Claro que toda reforma en un sentido humanitario tenía que ser colectiva y realizarse por un procedimiento político, y a Julio no le era muy difícil convencer a su amigo de lo turbio de la política.
Julio llevaba la duda a los romanticismos de Hurtado; no necesitaba insistir mucho para convencerle de que la política es un arte de granjería.
Realmente, la política española nunca ha sido nada alto ni nada noble; no era muy difícil convencer a un madrileño de que no debía tener confianza en ella.

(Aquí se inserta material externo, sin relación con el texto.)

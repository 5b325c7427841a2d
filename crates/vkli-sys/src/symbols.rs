//! The static table of Vulkan entry points the loader interface resolves.
//!
//! Entry points are split into two tiers. [`Tier::Global`] entry points are
//! resolved with a null instance and are usable before any instance exists.
//! [`Tier::Instance`] entry points are resolved against a live instance and
//! have to be resolved again for every new instance.

use std::ffi::CStr;

/// The resolution tier of an entry point.
#[derive(Debug, Clone, Copy, PartialEq, Eq, Hash)]
pub enum Tier {
    /// Resolvable through `vkGetInstanceProcAddr(NULL, name)`.
    Global,
    /// Resolvable through `vkGetInstanceProcAddr(instance, name)`.
    Instance,
}

/// Whether a missing entry point invalidates its whole tier.
#[derive(Debug, Clone, Copy, PartialEq, Eq, Hash)]
pub enum Requirement {
    /// The tier fails to resolve without this entry point.
    Required,
    /// The entry point belongs to an extension or a newer API version and
    /// may legitimately be absent.
    Optional,
}

/// A single entry of the symbol table.
#[derive(Debug, Clone, Copy, PartialEq, Eq, Hash)]
pub struct SymbolEntry {
    /// The exported name, as passed to `vkGetInstanceProcAddr`.
    pub name: &'static CStr,
    /// The tier the entry point is resolved in.
    pub tier: Tier,
    /// Whether the entry point is required.
    pub requirement: Requirement,
}

impl SymbolEntry {
    /// Returns `true` if the tier cannot be resolved without this entry.
    pub const fn is_required(&self) -> bool {
        matches!(self.requirement, Requirement::Required)
    }
}

const fn global(name: &'static CStr) -> SymbolEntry {
    SymbolEntry {
        name,
        tier: Tier::Global,
        requirement: Requirement::Required,
    }
}

const fn instance(name: &'static CStr) -> SymbolEntry {
    SymbolEntry {
        name,
        tier: Tier::Instance,
        requirement: Requirement::Required,
    }
}

const fn optional(entry: SymbolEntry) -> SymbolEntry {
    SymbolEntry {
        requirement: Requirement::Optional,
        ..entry
    }
}

/// The bootstrap entry point itself. It is obtained from the loader library
/// rather than through itself, so it is not part of [`SYMBOLS`].
pub const ENTRYPOINT: &CStr = crate::library::ENTRYPOINT_NAME;

/// The platform independent entry points, global tier first.
pub static SYMBOLS: &[SymbolEntry] = &[
    global(c"vkCreateInstance"),
    global(c"vkEnumerateInstanceExtensionProperties"),
    global(c"vkEnumerateInstanceLayerProperties"),
    // Vulkan 1.1; a 1.0 loader doesn't export it.
    optional(global(c"vkEnumerateInstanceVersion")),
    instance(c"vkDestroyInstance"),
    instance(c"vkEnumeratePhysicalDevices"),
    instance(c"vkGetDeviceProcAddr"),
    instance(c"vkGetPhysicalDeviceProperties"),
    instance(c"vkGetPhysicalDeviceQueueFamilyProperties"),
    instance(c"vkGetPhysicalDeviceMemoryProperties"),
    instance(c"vkGetPhysicalDeviceFeatures"),
    instance(c"vkGetPhysicalDeviceFormatProperties"),
    instance(c"vkGetPhysicalDeviceImageFormatProperties"),
    instance(c"vkCreateDevice"),
    instance(c"vkDestroyDevice"),
    instance(c"vkEnumerateDeviceLayerProperties"),
    instance(c"vkEnumerateDeviceExtensionProperties"),
    instance(c"vkGetDeviceQueue"),
    instance(c"vkQueueSubmit"),
    instance(c"vkQueueWaitIdle"),
    instance(c"vkDeviceWaitIdle"),
    instance(c"vkAllocateMemory"),
    instance(c"vkFreeMemory"),
    instance(c"vkMapMemory"),
    instance(c"vkUnmapMemory"),
    instance(c"vkFlushMappedMemoryRanges"),
    instance(c"vkInvalidateMappedMemoryRanges"),
    instance(c"vkGetDeviceMemoryCommitment"),
    instance(c"vkGetBufferMemoryRequirements"),
    instance(c"vkBindBufferMemory"),
    instance(c"vkGetImageMemoryRequirements"),
    instance(c"vkBindImageMemory"),
    instance(c"vkGetImageSparseMemoryRequirements"),
    instance(c"vkGetPhysicalDeviceSparseImageFormatProperties"),
    instance(c"vkQueueBindSparse"),
    instance(c"vkCreateFence"),
    instance(c"vkDestroyFence"),
    instance(c"vkResetFences"),
    instance(c"vkGetFenceStatus"),
    instance(c"vkWaitForFences"),
    instance(c"vkCreateSemaphore"),
    instance(c"vkDestroySemaphore"),
    instance(c"vkCreateEvent"),
    instance(c"vkDestroyEvent"),
    instance(c"vkGetEventStatus"),
    instance(c"vkSetEvent"),
    instance(c"vkResetEvent"),
    instance(c"vkCreateQueryPool"),
    instance(c"vkDestroyQueryPool"),
    instance(c"vkGetQueryPoolResults"),
    instance(c"vkResetQueryPool"),
    instance(c"vkCreateBuffer"),
    instance(c"vkDestroyBuffer"),
    instance(c"vkCreateBufferView"),
    instance(c"vkDestroyBufferView"),
    instance(c"vkCreateImage"),
    instance(c"vkDestroyImage"),
    instance(c"vkGetImageSubresourceLayout"),
    instance(c"vkCreateImageView"),
    instance(c"vkDestroyImageView"),
    instance(c"vkCreateShaderModule"),
    instance(c"vkDestroyShaderModule"),
    instance(c"vkCreatePipelineCache"),
    instance(c"vkDestroyPipelineCache"),
    instance(c"vkGetPipelineCacheData"),
    instance(c"vkMergePipelineCaches"),
    instance(c"vkCreateGraphicsPipelines"),
    instance(c"vkCreateComputePipelines"),
    instance(c"vkDestroyPipeline"),
    instance(c"vkCreatePipelineLayout"),
    instance(c"vkDestroyPipelineLayout"),
    instance(c"vkCreateSampler"),
    instance(c"vkDestroySampler"),
    instance(c"vkCreateDescriptorSetLayout"),
    instance(c"vkDestroyDescriptorSetLayout"),
    instance(c"vkCreateDescriptorPool"),
    instance(c"vkDestroyDescriptorPool"),
    instance(c"vkResetDescriptorPool"),
    instance(c"vkAllocateDescriptorSets"),
    instance(c"vkFreeDescriptorSets"),
    instance(c"vkUpdateDescriptorSets"),
    instance(c"vkCreateFramebuffer"),
    instance(c"vkDestroyFramebuffer"),
    instance(c"vkCreateRenderPass"),
    instance(c"vkDestroyRenderPass"),
    instance(c"vkGetRenderAreaGranularity"),
    instance(c"vkCreateCommandPool"),
    instance(c"vkDestroyCommandPool"),
    instance(c"vkResetCommandPool"),
    instance(c"vkAllocateCommandBuffers"),
    instance(c"vkFreeCommandBuffers"),
    instance(c"vkBeginCommandBuffer"),
    instance(c"vkEndCommandBuffer"),
    instance(c"vkResetCommandBuffer"),
    instance(c"vkCmdBindPipeline"),
    instance(c"vkCmdSetViewport"),
    instance(c"vkCmdSetScissor"),
    instance(c"vkCmdSetLineWidth"),
    instance(c"vkCmdSetDepthBias"),
    instance(c"vkCmdSetBlendConstants"),
    instance(c"vkCmdSetDepthBounds"),
    instance(c"vkCmdSetStencilCompareMask"),
    instance(c"vkCmdSetStencilWriteMask"),
    instance(c"vkCmdSetStencilReference"),
    instance(c"vkCmdBindDescriptorSets"),
    instance(c"vkCmdBindIndexBuffer"),
    instance(c"vkCmdBindVertexBuffers"),
    instance(c"vkCmdDraw"),
    instance(c"vkCmdDrawIndexed"),
    instance(c"vkCmdDrawIndirect"),
    instance(c"vkCmdDrawIndexedIndirect"),
    instance(c"vkCmdDispatch"),
    instance(c"vkCmdDispatchIndirect"),
    instance(c"vkCmdCopyBuffer"),
    instance(c"vkCmdCopyImage"),
    instance(c"vkCmdBlitImage"),
    instance(c"vkCmdCopyBufferToImage"),
    instance(c"vkCmdCopyImageToBuffer"),
    instance(c"vkCmdUpdateBuffer"),
    instance(c"vkCmdFillBuffer"),
    instance(c"vkCmdClearColorImage"),
    instance(c"vkCmdClearDepthStencilImage"),
    instance(c"vkCmdClearAttachments"),
    instance(c"vkCmdResolveImage"),
    instance(c"vkCmdSetEvent"),
    instance(c"vkCmdResetEvent"),
    instance(c"vkCmdWaitEvents"),
    instance(c"vkCmdPipelineBarrier"),
    instance(c"vkCmdBeginQuery"),
    instance(c"vkCmdEndQuery"),
    instance(c"vkCmdResetQueryPool"),
    instance(c"vkCmdWriteTimestamp"),
    instance(c"vkCmdCopyQueryPoolResults"),
    instance(c"vkCmdPushConstants"),
    instance(c"vkCmdBeginRenderPass"),
    instance(c"vkCmdNextSubpass"),
    instance(c"vkCmdEndRenderPass"),
    instance(c"vkCmdExecuteCommands"),
    instance(c"vkGetPhysicalDeviceFeatures2"),
    instance(c"vkGetPhysicalDeviceProperties2"),
    instance(c"vkGetPhysicalDeviceFormatProperties2"),
    instance(c"vkGetPhysicalDeviceImageFormatProperties2"),
    instance(c"vkGetPhysicalDeviceQueueFamilyProperties2"),
    instance(c"vkGetPhysicalDeviceMemoryProperties2"),
    instance(c"vkGetPhysicalDeviceSparseImageFormatProperties2"),
    instance(c"vkTrimCommandPool"),
    instance(c"vkGetPhysicalDeviceExternalBufferProperties"),
    instance(c"vkGetPhysicalDeviceExternalSemaphoreProperties"),
    instance(c"vkGetPhysicalDeviceExternalFenceProperties"),
    instance(c"vkEnumeratePhysicalDeviceGroups"),
    instance(c"vkGetDeviceGroupPeerMemoryFeatures"),
    instance(c"vkBindBufferMemory2"),
    instance(c"vkBindImageMemory2"),
    instance(c"vkCmdSetDeviceMask"),
    instance(c"vkCmdDispatchBase"),
    instance(c"vkCreateDescriptorUpdateTemplate"),
    instance(c"vkDestroyDescriptorUpdateTemplate"),
    instance(c"vkUpdateDescriptorSetWithTemplate"),
    instance(c"vkGetBufferMemoryRequirements2"),
    instance(c"vkGetImageMemoryRequirements2"),
    instance(c"vkGetImageSparseMemoryRequirements2"),
    instance(c"vkCreateSamplerYcbcrConversion"),
    instance(c"vkDestroySamplerYcbcrConversion"),
    instance(c"vkGetDeviceQueue2"),
    instance(c"vkGetDescriptorSetLayoutSupport"),
    instance(c"vkCreateRenderPass2"),
    instance(c"vkCmdBeginRenderPass2"),
    instance(c"vkCmdNextSubpass2"),
    instance(c"vkCmdEndRenderPass2"),
    instance(c"vkGetSemaphoreCounterValue"),
    instance(c"vkWaitSemaphores"),
    instance(c"vkSignalSemaphore"),
    instance(c"vkCmdDrawIndirectCount"),
    instance(c"vkCmdDrawIndexedIndirectCount"),
    instance(c"vkGetBufferOpaqueCaptureAddress"),
    instance(c"vkGetBufferDeviceAddress"),
    instance(c"vkGetDeviceMemoryOpaqueCaptureAddress"),
    // VK_KHR_surface. Only resolvable when the extension was enabled.
    optional(instance(c"vkDestroySurfaceKHR")),
    optional(instance(c"vkGetPhysicalDeviceSurfaceCapabilitiesKHR")),
    optional(instance(c"vkGetPhysicalDeviceSurfaceFormatsKHR")),
    optional(instance(c"vkGetPhysicalDeviceSurfacePresentModesKHR")),
    optional(instance(c"vkGetPhysicalDeviceSurfaceSupportKHR")),
];

/// The instance extension that creates surfaces for this platform's native
/// windows.
#[cfg(windows)]
pub const PLATFORM_SURFACE_EXTENSION: &CStr = c"VK_KHR_win32_surface";
/// The instance extension that creates surfaces for this platform's native
/// windows.
#[cfg(any(target_os = "macos", target_os = "ios"))]
pub const PLATFORM_SURFACE_EXTENSION: &CStr = c"VK_EXT_metal_surface";
/// The instance extension that creates surfaces for this platform's native
/// windows.
#[cfg(target_os = "android")]
pub const PLATFORM_SURFACE_EXTENSION: &CStr = c"VK_KHR_android_surface";
/// The instance extension that creates surfaces for this platform's native
/// windows.
#[cfg(not(any(
    windows,
    target_os = "macos",
    target_os = "ios",
    target_os = "android"
)))]
pub const PLATFORM_SURFACE_EXTENSION: &CStr = c"VK_KHR_xlib_surface";

/// The surface creation entry points of this platform.
#[cfg(windows)]
pub static PLATFORM_SYMBOLS: &[SymbolEntry] = &[optional(instance(c"vkCreateWin32SurfaceKHR"))];
/// The surface creation entry points of this platform.
#[cfg(any(target_os = "macos", target_os = "ios"))]
pub static PLATFORM_SYMBOLS: &[SymbolEntry] = &[optional(instance(c"vkCreateMetalSurfaceEXT"))];
/// The surface creation entry points of this platform.
#[cfg(target_os = "android")]
pub static PLATFORM_SYMBOLS: &[SymbolEntry] = &[optional(instance(c"vkCreateAndroidSurfaceKHR"))];
/// The surface creation entry points of this platform.
#[cfg(not(any(
    windows,
    target_os = "macos",
    target_os = "ios",
    target_os = "android"
)))]
pub static PLATFORM_SYMBOLS: &[SymbolEntry] = &[
    optional(instance(c"vkCreateXlibSurfaceKHR")),
    optional(instance(c"vkCreateXcbSurfaceKHR")),
    optional(instance(c"vkCreateWaylandSurfaceKHR")),
];

/// Iterates over every entry of `tier`, in resolution order.
pub fn tier(tier: Tier) -> impl Iterator<Item = &'static SymbolEntry> {
    SYMBOLS
        .iter()
        .chain(PLATFORM_SYMBOLS)
        .filter(move |entry| entry.tier == tier)
}

/// Looks up the table entry named `name`.
pub fn find(name: &CStr) -> Option<&'static SymbolEntry> {
    SYMBOLS
        .iter()
        .chain(PLATFORM_SYMBOLS)
        .find(|entry| entry.name == name)
}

La inacción, la sospecha de la inanidad y de la impureza de todo arrastraban a Hurtado cada vez más a sentirse pesimista.
Se iba inclinando aun anarquismo espiritual, basado en la simpatía y en la piedad, sin solución práctica ninguna.
La lógica justiciera y revolucionaria de los Saint-Just ya no le entusiasmaba, le parecía una cosa artificial y fuera de la naturaleza. Pensaba que en la vida ni había ni podía haber justicia. La vida era una corriente tumultuosa e inconsciente donde los actores representaban una tragedia que no comprendían, y los hombres, llegados a un estado de intelectualidad, contemplaban la escena con una mirada compasiva y piadosa.
Estos vaivenes en las ideas, esta falta de plan y de freno, le llevaban a Andrés al mayor desconcierto, a una sobrexcitación cerebral continua e inútil.